═══ EXERCISE MATERIALS ═══
//! CLI error types with miette diagnostics.
//!
//! Maps `CoreError` and `ConfigError` into user-facing errors with
//! actionable help text and process exit codes.

use miette::Diagnostic;
use thiserror::Error;

use smartvpn_config::ConfigError;
use smartvpn_core::CoreError;

pub mod exit_code {
    pub const GENERAL: i32 = 1;
    pub const USAGE: i32 = 2;
    pub const CONFIG: i32 = 4;
    pub const CONNECTION: i32 = 7;
}

#[derive(Debug, Error, Diagnostic)]
pub enum CliError {
    // ── Connection ───────────────────────────────────────────────────
    #[error("Could not reach the backend at {url}: {reason}")]
    #[diagnostic(
        code(smartvpn::unreachable),
        help(
            "Check that the backend is running and accessible.\n\
             Point at a different one with --backend <URL> or SMARTVPN_BACKEND."
        )
    )]
    Unreachable { url: String, reason: String },

    #[error("Backend request timed out")]
    #[diagnostic(
        code(smartvpn::timeout),
        help("Increase the timeout with --timeout or check backend responsiveness.")
    )]
    Timeout,

    // ── Backend ──────────────────────────────────────────────────────
    #[error("Backend rejected the request: {message}")]
    #[diagnostic(code(smartvpn::rejected))]
    Rejected { message: String },

    #[error("Backend error (HTTP {status}): {message}")]
    #[diagnostic(code(smartvpn::http))]
    Http { status: u16, message: String },

    #[error("Backend sent a malformed response: {message}")]
    #[diagnostic(
        code(smartvpn::malformed),
        help("Is --backend pointing at the API base path (e.g. http://localhost:3001/api)?")
    )]
    Malformed { message: String },

    // ── Validation ───────────────────────────────────────────────────
    #[error("Invalid value for {field}: {reason}")]
    #[diagnostic(code(smartvpn::validation))]
    Validation { field: String, reason: String },

    #[error("Unknown screen '{name}'")]
    #[diagnostic(
        code(smartvpn::unknown_screen),
        help("Available screens: home, servers, rules, history")
    )]
    UnknownScreen { name: String },

    // ── Configuration ────────────────────────────────────────────────
    #[error("Configuration error: {message}")]
    #[diagnostic(
        code(smartvpn::config),
        help("Check the file shown by `smartvpn config path` and SMARTVPN_* variables.")
    )]
    Config { message: String },

    #[error("Config file already exists at {path}")]
    #[diagnostic(
        code(smartvpn::config_exists),
        help("Pass --force to overwrite it.")
    )]
    ConfigExists { path: String },

    // ── IO / Serialization ───────────────────────────────────────────
    #[error(transparent)]
    Io(#[from] std::io::Error),

    #[error("Failed to render output: {0}")]
    #[diagnostic(code(smartvpn::render))]
    Render(String),
}

impl CliError {
    /// Map this error to an exit code for process termination.
    pub fn exit_code(&self) -> i32 {
        match self {
            Self::Unreachable { .. } | Self::Timeout => exit_code::CONNECTION,
            Self::Validation { .. } => exit_code::USAGE,
            Self::UnknownScreen { .. } | Self::Config { .. } => exit_code::CONFIG,
            _ => exit_code::GENERAL,
        }
    }
}

// ── CoreError → CliError mapping ─────────────────────────────────────

impl From<CoreError> for CliError {
    fn from(err: CoreError) -> Self {
        match err {
            CoreError::Unreachable { url, reason } => CliError::Unreachable { url, reason },
            CoreError::Timeout => CliError::Timeout,
            CoreError::Http { status, message } => CliError::Http { status, message },
            CoreError::Malformed { message } => CliError::Malformed { message },
            CoreError::Rejected { message } => CliError::Rejected { message },
            CoreError::Config { message } => CliError::Config { message },
        }
    }
}

impl From<ConfigError> for CliError {
    fn from(err: ConfigError) -> Self {
        match err {
            ConfigError::Validation { field, reason } => CliError::Validation { field, reason },
            ConfigError::Io(e) => CliError::Io(e),
            other => CliError::Config {
                message: other.to_string(),
            },
        }
    }
}

impl From<serde_json::Error> for CliError {
    fn from(err: serde_json::Error) -> Self {
        Self::Render(err.to_string())
    }
}

impl From<serde_yaml::Error> for CliError {
    fn from(err: serde_yaml::Error) -> Self {
        Self::Render(err.to_string())
    }
}

impl From<toml::ser::Error> for CliError {
    fn from(err: toml::ser::Error) -> Self {
        Self::Render(err.to_string())
    }
}
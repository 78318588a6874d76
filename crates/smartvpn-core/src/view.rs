// ── View reconcilers ──
//
// Pure derivations from a polled snapshot to the fields a screen renders.
// No I/O, no shared state; absent data degrades to "None", zero counts and
// empty lists.

use chrono::{DateTime, Local, NaiveDate, NaiveDateTime, NaiveTime, TimeZone};
use serde::Serialize;

use smartvpn_api::{HistoryEntry, HistoryKind, SystemStatus};

use crate::screen::ScreenKind;

/// Placeholder shown when no server name is known.
pub const NO_SERVER: &str = "None";

const TIMESTAMP_FORMAT: &str = "%Y-%m-%d %H:%M:%S";

/// Maps a poller's snapshot to one screen's view model.
pub trait Reconcile: Send + Sync + 'static {
    /// The polled payload this screen consumes.
    type Input: Send + Sync + 'static;
    /// The derived view model.
    type View: Clone + Default + PartialEq + Send + Sync + 'static;

    const KIND: ScreenKind;

    fn reconcile(input: Option<&Self::Input>) -> Self::View;
}

// ── Home ─────────────────────────────────────────────────────────────

/// Connection summary and headline counts.
#[derive(Debug, Clone, PartialEq, Eq, Serialize)]
pub struct HomeView {
    pub is_connected: bool,
    pub server_name: String,
    /// `Server: <name>`, only while connected.
    pub server_line: Option<String>,
    pub status_label: &'static str,
    pub action_label: &'static str,
    pub total_servers: u32,
    pub active_rules: u32,
}

impl Default for HomeView {
    fn default() -> Self {
        Home::reconcile(None)
    }
}

pub enum Home {}

impl Reconcile for Home {
    type Input = SystemStatus;
    type View = HomeView;
    const KIND: ScreenKind = ScreenKind::Home;

    fn reconcile(input: Option<&SystemStatus>) -> HomeView {
        let connected = input.is_some_and(|s| s.connection.connected);
        // A name left over from a disconnected state, or an empty one, counts
        // as missing.
        let server_name = input
            .filter(|s| s.connection.connected)
            .and_then(|s| s.connection.server_name.as_deref())
            .filter(|name| !name.is_empty())
            .unwrap_or(NO_SERVER)
            .to_owned();
        let stats = input.map(|s| s.stats).unwrap_or_default();

        HomeView {
            is_connected: connected,
            server_line: connected.then(|| format!("Server: {server_name}")),
            server_name,
            status_label: if connected { "Connected" } else { "Disconnected" },
            action_label: if connected { "Disconnect" } else { "Connect" },
            total_servers: stats.total_servers,
            active_rules: stats.active_rules,
        }
    }
}

// ── Servers ──────────────────────────────────────────────────────────

#[derive(Debug, Clone, Default, PartialEq, Eq, Serialize)]
pub struct ServersView {
    pub rows: Vec<ServerRow>,
}

impl ServersView {
    pub fn active(&self) -> Option<&ServerRow> {
        self.rows.iter().find(|row| row.active)
    }
}

#[derive(Debug, Clone, PartialEq, Eq, Serialize)]
pub struct ServerRow {
    pub id: String,
    pub name: String,
    pub host: String,
    pub protocol: String,
    pub country: String,
    /// This is the server the tunnel is currently on.
    pub active: bool,
}

pub enum Servers {}

impl Reconcile for Servers {
    type Input = SystemStatus;
    type View = ServersView;
    const KIND: ScreenKind = ScreenKind::Servers;

    fn reconcile(input: Option<&SystemStatus>) -> ServersView {
        let Some(status) = input else {
            return ServersView::default();
        };
        let active_id = status
            .connection
            .connected
            .then_some(status.connection.server_id.as_deref())
            .flatten();

        let rows = status
            .servers
            .iter()
            .map(|s| ServerRow {
                id: s.id.clone(),
                name: s.name.clone(),
                host: s.host.clone(),
                protocol: s.protocol.clone(),
                country: s.country.clone(),
                active: active_id == Some(s.id.as_str()),
            })
            .collect();
        ServersView { rows }
    }
}

// ── Rules ────────────────────────────────────────────────────────────

#[derive(Debug, Clone, Default, PartialEq, Eq, Serialize)]
pub struct RulesView {
    pub rows: Vec<RuleRow>,
}

#[derive(Debug, Clone, PartialEq, Eq, Serialize)]
pub struct RuleRow {
    pub id: String,
    pub name: String,
    pub pattern: String,
    pub enabled: bool,
    pub badge: &'static str,
}

pub enum Rules {}

impl Reconcile for Rules {
    type Input = SystemStatus;
    type View = RulesView;
    const KIND: ScreenKind = ScreenKind::Rules;

    fn reconcile(input: Option<&SystemStatus>) -> RulesView {
        let rows = input
            .map(|s| s.rules.as_slice())
            .unwrap_or_default()
            .iter()
            .map(|r| RuleRow {
                id: r.id.clone(),
                name: r.name.clone(),
                pattern: r.pattern.clone(),
                enabled: r.enabled,
                badge: if r.enabled { "Active" } else { "Disabled" },
            })
            .collect();
        RulesView { rows }
    }
}

// ── History ──────────────────────────────────────────────────────────

#[derive(Debug, Clone, Default, PartialEq, Eq, Serialize)]
pub struct HistoryView {
    pub rows: Vec<HistoryRow>,
}

#[derive(Debug, Clone, PartialEq, Eq, Serialize)]
pub struct HistoryRow {
    pub id: String,
    pub kind: HistoryKind,
    pub glyph: char,
    pub server: String,
    /// Raw backend timestamp.
    pub timestamp: String,
    /// Timestamp rendered in the local zone, or the raw value if unparseable.
    pub local_time: String,
}

pub enum History {}

impl History {
    /// Zone-generic reconciliation.
    pub fn reconcile_in<Tz>(input: Option<&Vec<HistoryEntry>>, tz: &Tz) -> HistoryView
    where
        Tz: TimeZone,
        Tz::Offset: std::fmt::Display,
    {
        let rows = input
            .map(Vec::as_slice)
            .unwrap_or_default()
            .iter()
            .map(|e| HistoryRow {
                id: e.id.clone(),
                kind: e.kind,
                glyph: glyph(e.kind),
                server: e.server.clone(),
                timestamp: e.timestamp.clone(),
                local_time: format_timestamp(&e.timestamp, tz),
            })
            .collect();
        HistoryView { rows }
    }
}

impl Reconcile for History {
    type Input = Vec<HistoryEntry>;
    type View = HistoryView;
    const KIND: ScreenKind = ScreenKind::History;

    fn reconcile(input: Option<&Vec<HistoryEntry>>) -> HistoryView {
        Self::reconcile_in(input, &Local)
    }
}

/// `↑` for connect, `↓` for everything else.
pub fn glyph(kind: HistoryKind) -> char {
    match kind {
        HistoryKind::Connect => '↑',
        HistoryKind::Disconnect | HistoryKind::Other => '↓',
    }
}

/// Render an ISO-8601 timestamp in `tz`.
///
/// RFC 3339 (with offset) is shifted into `tz`. A bare
/// `YYYY-MM-DDTHH:MM:SS[.fff]` is already wall time in `tz`, and a bare
/// `YYYY-MM-DD` is UTC midnight. Anything else is returned unchanged.
pub fn format_timestamp<Tz>(raw: &str, tz: &Tz) -> String
where
    Tz: TimeZone,
    Tz::Offset: std::fmt::Display,
{
    if let Ok(ts) = DateTime::parse_from_rfc3339(raw) {
        return ts.with_timezone(tz).format(TIMESTAMP_FORMAT).to_string();
    }
    if let Ok(naive) = NaiveDateTime::parse_from_str(raw, "%Y-%m-%dT%H:%M:%S%.f") {
        // Skipped by a DST jump: nothing to render but the input.
        return tz
            .from_local_datetime(&naive)
            .earliest()
            .map_or_else(|| raw.to_owned(), |ts| ts.format(TIMESTAMP_FORMAT).to_string());
    }
    if let Ok(date) = NaiveDate::parse_from_str(raw, "%Y-%m-%d") {
        return date
            .and_time(NaiveTime::MIN)
            .and_utc()
            .with_timezone(tz)
            .format(TIMESTAMP_FORMAT)
            .to_string();
    }
    raw.to_owned()
}

#[cfg(test)]
#[allow(clippy::unwrap_used)]
mod tests {
    use chrono::{FixedOffset, Utc};
    use pretty_assertions::assert_eq;
    use smartvpn_api::{ConnectionState, RuleSummary, ServerSummary, StatsSummary};

    use super::*;

    fn server(id: &str, name: &str) -> ServerSummary {
        ServerSummary {
            id: id.into(),
            name: name.into(),
            host: format!("{id}.vpn.example"),
            protocol: "wireguard".into(),
            country: "XX".into(),
        }
    }

    fn connected_to_singapore() -> SystemStatus {
        SystemStatus {
            connection: ConnectionState {
                connected: true,
                server_id: Some("sg-1".into()),
                server_name: Some("Singapore".into()),
            },
            servers: vec![server("sg-1", "Singapore"), server("us-1", "New York")],
            rules: vec![
                RuleSummary {
                    id: "r1".into(),
                    name: "Streaming".into(),
                    pattern: "*.netflix.com".into(),
                    enabled: true,
                },
                RuleSummary {
                    id: "r2".into(),
                    name: "Banking".into(),
                    pattern: "*.bank.example".into(),
                    enabled: false,
                },
            ],
            stats: StatsSummary {
                total_servers: 2,
                active_rules: 3,
            },
        }
    }

    #[test]
    fn home_connected_scenario() {
        let view = Home::reconcile(Some(&connected_to_singapore()));
        assert_eq!(
            view,
            HomeView {
                is_connected: true,
                server_name: "Singapore".into(),
                server_line: Some("Server: Singapore".into()),
                status_label: "Connected",
                action_label: "Disconnect",
                total_servers: 2,
                active_rules: 3,
            }
        );
    }

    #[test]
    fn home_disconnected_shows_none_without_server_line() {
        let status = SystemStatus {
            servers: vec![server("us-1", "New York")],
            ..SystemStatus::default()
        };
        let view = Home::reconcile(Some(&status));
        assert!(!view.is_connected);
        assert_eq!(view.server_name, NO_SERVER);
        assert_eq!(view.server_line, None);
        assert_eq!(view.status_label, "Disconnected");
        assert_eq!(view.action_label, "Connect");
    }

    #[test]
    fn home_without_snapshot_degrades() {
        let view = Home::reconcile(None);
        assert_eq!(view, HomeView::default());
        assert_eq!(view.server_name, "None");
        assert_eq!(view.total_servers, 0);
        assert_eq!(view.active_rules, 0);
    }

    #[test]
    fn home_empty_server_name_counts_as_missing() {
        let mut status = connected_to_singapore();
        status.connection.server_name = Some(String::new());
        let view = Home::reconcile(Some(&status));
        assert_eq!(view.server_line.as_deref(), Some("Server: None"));
    }

    #[test]
    fn home_ignores_stale_server_name_when_disconnected() {
        let mut status = connected_to_singapore();
        status.connection.connected = false;
        let view = Home::reconcile(Some(&status));
        assert_eq!(view.server_name, NO_SERVER);
        assert_eq!(view.server_line, None);
        assert!(!view.is_connected);
    }

    #[test]
    fn servers_highlights_exactly_the_connected_row() {
        let view = Servers::reconcile(Some(&connected_to_singapore()));
        let active: Vec<_> = view.rows.iter().filter(|r| r.active).map(|r| r.id.as_str()).collect();
        assert_eq!(active, vec!["sg-1"]);
        assert_eq!(view.active().map(|r| r.name.as_str()), Some("Singapore"));
    }

    #[test]
    fn servers_ignores_stale_server_id_when_disconnected() {
        let mut status = connected_to_singapore();
        status.connection.connected = false;
        let view = Servers::reconcile(Some(&status));
        assert_eq!(view.rows.len(), 2);
        assert!(view.active().is_none());
    }

    #[test]
    fn rules_pass_enabled_through_with_badge() {
        let view = Rules::reconcile(Some(&connected_to_singapore()));
        let badges: Vec<_> = view.rows.iter().map(|r| (r.id.as_str(), r.enabled, r.badge)).collect();
        assert_eq!(badges, vec![("r1", true, "Active"), ("r2", false, "Disabled")]);
        assert!(Rules::reconcile(None).rows.is_empty());
    }

    #[test]
    fn history_glyphs_and_order() {
        let entries = vec![
            HistoryEntry {
                id: "h2".into(),
                kind: HistoryKind::Disconnect,
                server: "Singapore".into(),
                timestamp: "2024-06-15T11:00:00Z".into(),
            },
            HistoryEntry {
                id: "h1".into(),
                kind: HistoryKind::Connect,
                server: "Singapore".into(),
                timestamp: "2024-06-15T10:30:00Z".into(),
            },
            HistoryEntry {
                id: "h0".into(),
                kind: HistoryKind::Other,
                server: "Tokyo".into(),
                timestamp: "yesterday".into(),
            },
        ];
        let view = History::reconcile_in(Some(&entries), &Utc);
        let rows: Vec<_> = view
            .rows
            .iter()
            .map(|r| (r.id.as_str(), r.glyph, r.local_time.as_str()))
            .collect();
        assert_eq!(
            rows,
            vec![
                ("h2", '↓', "2024-06-15 11:00:00"),
                ("h1", '↑', "2024-06-15 10:30:00"),
                ("h0", '↓', "yesterday"),
            ]
        );
    }

    #[test]
    fn timestamps_shift_into_the_given_zone() {
        let plus_eight = FixedOffset::east_opt(8 * 3600).unwrap();
        assert_eq!(
            format_timestamp("2024-06-15T10:30:00Z", &plus_eight),
            "2024-06-15 18:30:00"
        );
        assert_eq!(format_timestamp("", &plus_eight), "");
    }

    #[test]
    fn offsetless_timestamps_are_local_wall_time() {
        let plus_eight = FixedOffset::east_opt(8 * 3600).unwrap();
        assert_eq!(
            format_timestamp("2024-06-15T10:30:00", &plus_eight),
            "2024-06-15 10:30:00"
        );
        assert_eq!(
            format_timestamp("2024-06-15T10:30:00.123", &plus_eight),
            "2024-06-15 10:30:00"
        );
    }

    #[test]
    fn date_only_is_utc_midnight() {
        let minus_five = FixedOffset::west_opt(5 * 3600).unwrap();
        assert_eq!(
            format_timestamp("2024-06-15", &minus_five),
            "2024-06-14 19:00:00"
        );
        assert_eq!(format_timestamp("15/06/2024", &minus_five), "15/06/2024");
    }

    #[test]
    fn reconcile_is_idempotent() {
        let status = connected_to_singapore();
        assert_eq!(Home::reconcile(Some(&status)), Home::reconcile(Some(&status)));
        assert_eq!(Servers::reconcile(Some(&status)), Servers::reconcile(Some(&status)));
    }
}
═══
ACTIVITY: From the first line above through the line that contains "#[derive(Debug, Error, Diagnostic)]", quote each line exactly. Output nothing more.

THE ANSWER:
//! CLI error types with miette diagnostics.
//!
//! Maps `CoreError` and `ConfigError` into user-facing errors with
//! actionable help text and process exit codes.

use miette::Diagnostic;
use thiserror::Error;

use smartvpn_config::ConfigError;
use smartvpn_core::CoreError;

pub mod exit_code {
    pub const GENERAL: i32 = 1;
    pub const USAGE: i32 = 2;
    pub const CONFIG: i32 = 4;
    pub const CONNECTION: i32 = 7;
}

#[derive(Debug, Error, Diagnostic)]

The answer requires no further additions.